4
votes

In python with numpy, say I have two matrices:

  1. S, a sparse x*x matrix
  2. M, a dense x*y matrix

Now I want to do np.dot(M, M.T) which will return a dense x*x matrix S_.

However, I only care about the cells that are nonzero in S, which means that it would not make a difference for my application if I did

S_ = S*S_

Obviously, that would be a waste of operations as I would like to leave out the irrelevant cells given in S alltogether. Remember that in matrix multiplication

S_[i,j] = np.sum(M[i,:]*M[:,j])

So I want to do this operation only for i,j such that S[i,j]=True.

Is this supported somehow by numpy implementations that run in C so that I do not need to implement it with python loops?
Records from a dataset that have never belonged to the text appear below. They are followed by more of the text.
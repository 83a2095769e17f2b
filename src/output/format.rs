use std::io::Write;

use anyhow::Result;
use clap::ValueEnum;
use serde::Serialize;

/// How command results are printed.
#[derive(Debug, Clone, Copy, Default, PartialEq, Eq, ValueEnum)]
pub enum OutputFormat {
    #[default]
    Table,
    Json,
    Yaml,
}

impl OutputFormat {
    pub fn is_machine(self) -> bool {
        self != OutputFormat::Table
    }
}

/// Writes `value` as pretty JSON or YAML. Table output is left to the caller.
pub fn write_data<W: Write, T: Serialize + ?Sized>(out: &mut W, format: OutputFormat, value: &T) -> Result<()> {
    match format {
        OutputFormat::Json | OutputFormat::Table => {
            serde_json::to_writer_pretty(&mut *out, value)?;
            writeln!(out)?;
        }
        OutputFormat::Yaml => {
            serde_yaml::to_writer(&mut *out, value)?;
        }
    }
    Ok(())
}

pub fn print_data<T: Serialize + ?Sized>(format: OutputFormat, value: &T) -> Result<()> {
    let stdout = std::io::stdout();
    let mut lock = stdout.lock();
    write_data(&mut lock, format, value)
}
//! Per-resource façades over [`Client`].
//!
//! Services are cheap handles borrowing the client (and, for project-scoped
//! resources, the repository) and are created on demand through the
//! accessor methods below.

use std::fmt;
use std::str::FromStr;

use serde::{Deserialize, Serialize};

use super::client::Client;
use super::request::segment;
use crate::error::GfError;

pub mod branches;
pub mod commits;
pub mod files;
pub mod issues;
pub mod merge_requests;
pub mod pipelines;
pub mod projects;
pub mod releases;
pub mod tags;
pub mod users;
pub mod webhooks;

pub use branches::{Branch, Branches};
pub use commits::{Commit, Commits};
pub use files::{Files, TreeEntry};
pub use issues::{Issue, IssueFilter, Issues, NewIssue};
pub use merge_requests::{MergeRequest, MergeRequestFilter, MergeRequests, NewMergeRequest};
pub use pipelines::{Job, Pipeline, Pipelines};
pub use projects::{Project, Projects};
pub use releases::{NewRelease, Release, ReleasePatch, Releases};
pub use tags::{Tag, Tags};
pub use users::{User, Users};
pub use webhooks::{EventSet, NewWebhook, Webhook, WebhookPatch, Webhooks};

/// Page size used when a caller does not cap the result.
pub(crate) const DEFAULT_PAGE_SIZE: usize = 30;
/// Largest page the server hands out.
pub(crate) const MAX_PAGE_SIZE: usize = 100;

/// `owner/project` pair addressing a repository.
#[derive(Debug, Clone, PartialEq, Eq, Hash)]
pub struct RepoRef {
    pub owner: String,
    pub project: String,
}

impl RepoRef {
    pub fn new(owner: impl Into<String>, project: impl Into<String>) -> Self {
        Self {
            owner: owner.into(),
            project: project.into(),
        }
    }

    /// API path under this repository, e.g. `/project/o/p/branch`.
    pub fn path(&self, suffix: &str) -> String {
        format!(
            "/project/{}/{}{suffix}",
            segment(&self.owner),
            segment(&self.project)
        )
    }
}

impl fmt::Display for RepoRef {
    fn fmt(&self, f: &mut fmt::Formatter<'_>) -> fmt::Result {
        write!(f, "{}/{}", self.owner, self.project)
    }
}

impl FromStr for RepoRef {
    type Err = GfError;

    fn from_str(s: &str) -> Result<Self, Self::Err> {
        let trimmed = s.trim().trim_matches('/');
        match trimmed.split_once('/') {
            Some((owner, project))
                if !owner.is_empty() && !project.is_empty() && !project.contains('/') =>
            {
                Ok(Self::new(owner, project.trim_end_matches(".git")))
            }
            _ => Err(GfError::InvalidInput(format!(
                "expected OWNER/PROJECT, got {s:?}"
            ))),
        }
    }
}

/// `{id, title, color}` object the server uses for statuses.
#[derive(Debug, Clone, Default, PartialEq, Eq, Serialize, Deserialize)]
pub struct StatusRef {
    #[serde(default)]
    pub id: String,
    #[serde(default)]
    pub title: String,
    #[serde(default, skip_serializing_if = "Option::is_none")]
    pub color: Option<String>,
}

/// Clamps a caller-provided limit to a valid page size.
pub(crate) fn page_size(limit: Option<usize>) -> usize {
    limit.unwrap_or(DEFAULT_PAGE_SIZE).clamp(1, MAX_PAGE_SIZE)
}

impl Client {
    pub fn users(&self) -> Users<'_> {
        Users::new(self)
    }

    pub fn projects(&self) -> Projects<'_> {
        Projects::new(self)
    }

    pub fn merge_requests<'a>(&'a self, repo: &'a RepoRef) -> MergeRequests<'a> {
        MergeRequests::new(self, repo)
    }

    pub fn pipelines<'a>(&'a self, repo: &'a RepoRef) -> Pipelines<'a> {
        Pipelines::new(self, repo)
    }

    pub fn issues<'a>(&'a self, repo: &'a RepoRef) -> Issues<'a> {
        Issues::new(self, repo)
    }

    pub fn releases<'a>(&'a self, repo: &'a RepoRef) -> Releases<'a> {
        Releases::new(self, repo)
    }

    pub fn branches<'a>(&'a self, repo: &'a RepoRef) -> Branches<'a> {
        Branches::new(self, repo)
    }

    pub fn tags<'a>(&'a self, repo: &'a RepoRef) -> Tags<'a> {
        Tags::new(self, repo)
    }

    pub fn commits<'a>(&'a self, repo: &'a RepoRef) -> Commits<'a> {
        Commits::new(self, repo)
    }

    pub fn files<'a>(&'a self, repo: &'a RepoRef) -> Files<'a> {
        Files::new(self, repo)
    }

    pub fn webhooks<'a>(&'a self, repo: &'a RepoRef) -> Webhooks<'a> {
        Webhooks::new(self, repo)
    }
}


#[cfg(test)]
mod tests {
    use super::*;

    #[test]
    fn repo_paths_escape_segments() {
        let repo = RepoRef::new("my team", "app");
        assert_eq!(repo.path("/branch"), "/project/my%20team/app/branch");
    }

    #[test]
    fn parses_owner_project() {
        let repo: RepoRef = "acme/widgets".parse().unwrap();
        assert_eq!(repo, RepoRef::new("acme", "widgets"));
        assert_eq!(repo.to_string(), "acme/widgets");

        assert!("acme".parse::<RepoRef>().is_err());
        assert!("a/b/c".parse::<RepoRef>().is_err());
        assert!("/widgets".parse::<RepoRef>().is_err());
    }

    #[test]
    fn page_size_is_clamped() {
        assert_eq!(page_size(None), DEFAULT_PAGE_SIZE);
        assert_eq!(page_size(Some(0)), 1);
        assert_eq!(page_size(Some(1000)), MAX_PAGE_SIZE);
    }
}
use std::fmt;
use std::str::FromStr;

use log::debug;
use serde::{Deserialize, Serialize};
use serde_json::json;
use tokio_util::sync::CancellationToken;

use super::{page_size, RepoRef, StatusRef, User};
use crate::error::{GfError, Result};
use crate::forge::client::Client;
use crate::forge::page::unwrap_list;
use crate::forge::request::ApiRequest;
use crate::forge::status::IssueState;
use crate::forge::time::FlexTime;

#[derive(Debug, Clone, Serialize, Deserialize)]
#[serde(rename_all = "camelCase")]
pub struct Issue {
    #[serde(default)]
    pub id: String,
    pub local_id: u64,
    #[serde(default)]
    pub title: String,
    #[serde(default)]
    pub description: Option<String>,
    #[serde(default)]
    pub status: StatusRef,
    #[serde(default, rename = "createdBy", alias = "author")]
    pub author: Option<User>,
    #[serde(default)]
    pub assigned_users: Vec<User>,
    #[serde(default)]
    pub created_at: FlexTime,
    #[serde(default)]
    pub updated_at: FlexTime,
}

impl Issue {
    pub fn state(&self) -> IssueState {
        IssueState::from_server(&self.status.id)
    }
}

#[derive(Debug, Clone, Copy, Default, PartialEq, Eq)]
pub enum IssueFilter {
    #[default]
    Open,
    Closed,
    All,
}

impl IssueFilter {
    fn server_status(self) -> Option<&'static str> {
        match self {
            Self::Open => Some("OPEN"),
            Self::Closed => Some("CLOSED"),
            Self::All => None,
        }
    }

    fn accepts(self, state: &IssueState) -> bool {
        match self {
            Self::Open => *state == IssueState::Open,
            Self::Closed => *state == IssueState::Closed,
            Self::All => true,
        }
    }
}

impl FromStr for IssueFilter {
    type Err = GfError;

    fn from_str(s: &str) -> std::result::Result<Self, Self::Err> {
        match s.to_ascii_lowercase().as_str() {
            "open" => Ok(Self::Open),
            "closed" => Ok(Self::Closed),
            "all" => Ok(Self::All),
            other => Err(GfError::InvalidInput(format!(
                "unknown state {other:?}: expected open, closed or all"
            ))),
        }
    }
}

impl fmt::Display for IssueFilter {
    fn fmt(&self, f: &mut fmt::Formatter<'_>) -> fmt::Result {
        f.write_str(match self {
            Self::Open => "open",
            Self::Closed => "closed",
            Self::All => "all",
        })
    }
}

#[derive(Debug, Clone, Default, Serialize)]
pub struct NewIssue {
    pub title: String,
    pub description: String,
}

pub struct Issues<'a> {
    client: &'a Client,
    repo: &'a RepoRef,
}

impl<'a> Issues<'a> {
    pub(crate) fn new(client: &'a Client, repo: &'a RepoRef) -> Self {
        Self { client, repo }
    }

    /// Lists issues in the given state.
    ///
    /// The status filter is passed to the server, but some deployments ignore
    /// it; when the first item contradicts the requested state the whole page
    /// is filtered locally.
    pub async fn list(
        &self,
        cancel: &CancellationToken,
        filter: IssueFilter,
        limit: Option<usize>,
    ) -> Result<Vec<Issue>> {
        let size = page_size(limit);
        let req = ApiRequest::get(self.repo.path("/issue"))
            .query("page", 0)
            .query("size", size)
            .query_opt("status", filter.server_status());

        let body = self.client.json(cancel, &req).await?;
        let mut items: Vec<Issue> = unwrap_list(body, "issueModelList")?.items;

        let contradicts = items.first().is_some_and(|first| !filter.accepts(&first.state()));
        if contradicts {
            debug!("Server ignored the {filter} issue filter, filtering locally");
            items.retain(|issue| filter.accepts(&issue.state()));
        }
        items.truncate(size);
        Ok(items)
    }

    pub async fn get(&self, cancel: &CancellationToken, local_id: u64) -> Result<Issue> {
        self.client.json(cancel, &self.issue_request(local_id, ApiRequest::get)).await
    }

    pub async fn create(&self, cancel: &CancellationToken, new: &NewIssue) -> Result<Issue> {
        if new.title.trim().is_empty() {
            return Err(GfError::InvalidInput("title must not be empty".into()));
        }
        let req = ApiRequest::post(self.repo.path("/issue")).json(new)?;
        self.client.json(cancel, &req).await
    }

    pub async fn close(&self, cancel: &CancellationToken, local_id: u64) -> Result<Issue> {
        self.set_status(cancel, local_id, "CLOSED").await
    }

    pub async fn reopen(&self, cancel: &CancellationToken, local_id: u64) -> Result<Issue> {
        self.set_status(cancel, local_id, "OPEN").await
    }

    /// Fails with `MethodNotAllowed` on servers that do not support deletion.
    pub async fn delete(&self, cancel: &CancellationToken, local_id: u64) -> Result<()> {
        self.client
            .send(cancel, &self.issue_request(local_id, ApiRequest::delete))
            .await
    }

    /// The edit endpoint wants the whole issue, so title and description are
    /// carried over from the current version.
    async fn set_status(&self, cancel: &CancellationToken, local_id: u64, status: &str) -> Result<Issue> {
        let current = self.get(cancel, local_id).await?;
        let body = json!({
            "title": current.title,
            "description": current.description.unwrap_or_default(),
            "status": {"id": status},
        });
        let req = self.issue_request(local_id, ApiRequest::put).json(&body)?;
        match self.client.execute(cancel, &req).await? {
            Some(updated) => Ok(updated),
            None => self.get(cancel, local_id).await,
        }
    }

    fn issue_request(&self, local_id: u64, method: fn(String) -> ApiRequest) -> ApiRequest {
        method(self.repo.path(&format!("/issue/{local_id}")))
    }
}

#[cfg(test)]
mod tests {
    use super::*;
    use crate::forge::services::test_support::{client_for, repo};
    use mockito::{Matcher, Server};

    fn issue_json(local_id: u64, status: &str) -> serde_json::Value {
        json!({
            "id": format!("issue-{local_id}"),
            "localId": local_id,
            "title": format!("Issue {local_id}"),
            "description": "details",
            "status": {"id": status, "title": status},
            "createdAt": "2024-02-10T08:30:00.000001"
        })
    }

    #[tokio::test]
    async fn honoured_server_filter_is_returned_as_is() {
        let mut server = Server::new_async().await;
        let mock = server
            .mock("GET", "/project/o/r/issue")
            .match_query(Matcher::UrlEncoded("status".into(), "CLOSED".into()))
            .with_status(200)
            .with_body(
                json!({"_embedded": {"issueModelList": [issue_json(1, "RESOLVED"), issue_json(2, "DONE")]}})
                    .to_string(),
            )
            .create_async()
            .await;

        let client = client_for(&server);
        let repo = repo();
        let issues = client
            .issues(&repo)
            .list(&CancellationToken::new(), IssueFilter::Closed, None)
            .await
            .unwrap();

        mock.assert_async().await;
        assert_eq!(issues.len(), 2);
        assert!(issues.iter().all(|i| i.state() == IssueState::Closed));
    }

    #[tokio::test]
    async fn ignored_server_filter_is_applied_locally() {
        let mut server = Server::new_async().await;
        server
            .mock("GET", "/project/o/r/issue")
            .match_query(Matcher::Any)
            .with_status(200)
            .with_body(
                json!({"_embedded": {"issueModelList": [
                    issue_json(1, "CLOSED"),
                    issue_json(2, "IN_PROGRESS"),
                    issue_json(3, "OPEN")
                ]}})
                .to_string(),
            )
            .create_async()
            .await;

        let client = client_for(&server);
        let repo = repo();
        let issues = client
            .issues(&repo)
            .list(&CancellationToken::new(), IssueFilter::Open, None)
            .await
            .unwrap();

        let ids: Vec<u64> = issues.iter().map(|i| i.local_id).collect();
        assert_eq!(ids, vec![2, 3]);
    }

    #[tokio::test]
    async fn close_keeps_title_and_description() {
        let mut server = Server::new_async().await;
        server
            .mock("GET", "/project/o/r/issue/4")
            .with_status(200)
            .with_body(issue_json(4, "OPEN").to_string())
            .create_async()
            .await;
        let put = server
            .mock("PUT", "/project/o/r/issue/4")
            .match_body(Matcher::Json(json!({
                "title": "Issue 4",
                "description": "details",
                "status": {"id": "CLOSED"}
            })))
            .with_status(200)
            .with_body(issue_json(4, "CLOSED").to_string())
            .create_async()
            .await;

        let client = client_for(&server);
        let repo = repo();
        let issue = client
            .issues(&repo)
            .close(&CancellationToken::new(), 4)
            .await
            .unwrap();

        put.assert_async().await;
        assert_eq!(issue.state(), IssueState::Closed);
    }

    #[tokio::test]
    async fn delete_surfaces_method_not_allowed() {
        let mut server = Server::new_async().await;
        server
            .mock("DELETE", "/project/o/r/issue/9")
            .with_status(405)
            .create_async()
            .await;

        let client = client_for(&server);
        let repo = repo();
        let err = client
            .issues(&repo)
            .delete(&CancellationToken::new(), 9)
            .await
            .unwrap_err();
        assert!(err.is_method_not_allowed());
    }
}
EDIT 1 [solved]: I still have this problem, actually M is now also sparse.

Now, given rows and cols of S, I implemented it like this:

data = np.array([ M[rows[i],:].dot(M[cols[i],:]).data[0] for i in xrange(len(rows)) ])
S_   = csr( (data, (rows,cols)) )

... but it is still slow. Any new ideas?

EDIT 2: jdehesa has given a great solution, but I would like to save more memory.

The solution was to do the following:

data = M[rows,:].multiply(M[cols,:]).sum(axis=1)

and then build a new sparse matrix from rows, cols and data.

However, when running the above line, scipy builds a (contiguous) numpy array with as many elements as nnz of the first submatrix plus nnz of the second submatrix, which can lead to MemoryError in my case.

In order to save more memory, I would like to multiply iteratively each row with its respective 'partner' column, then sum over and discard the result vector. Using simple python to implement this, basically I am back to the extremely slow version.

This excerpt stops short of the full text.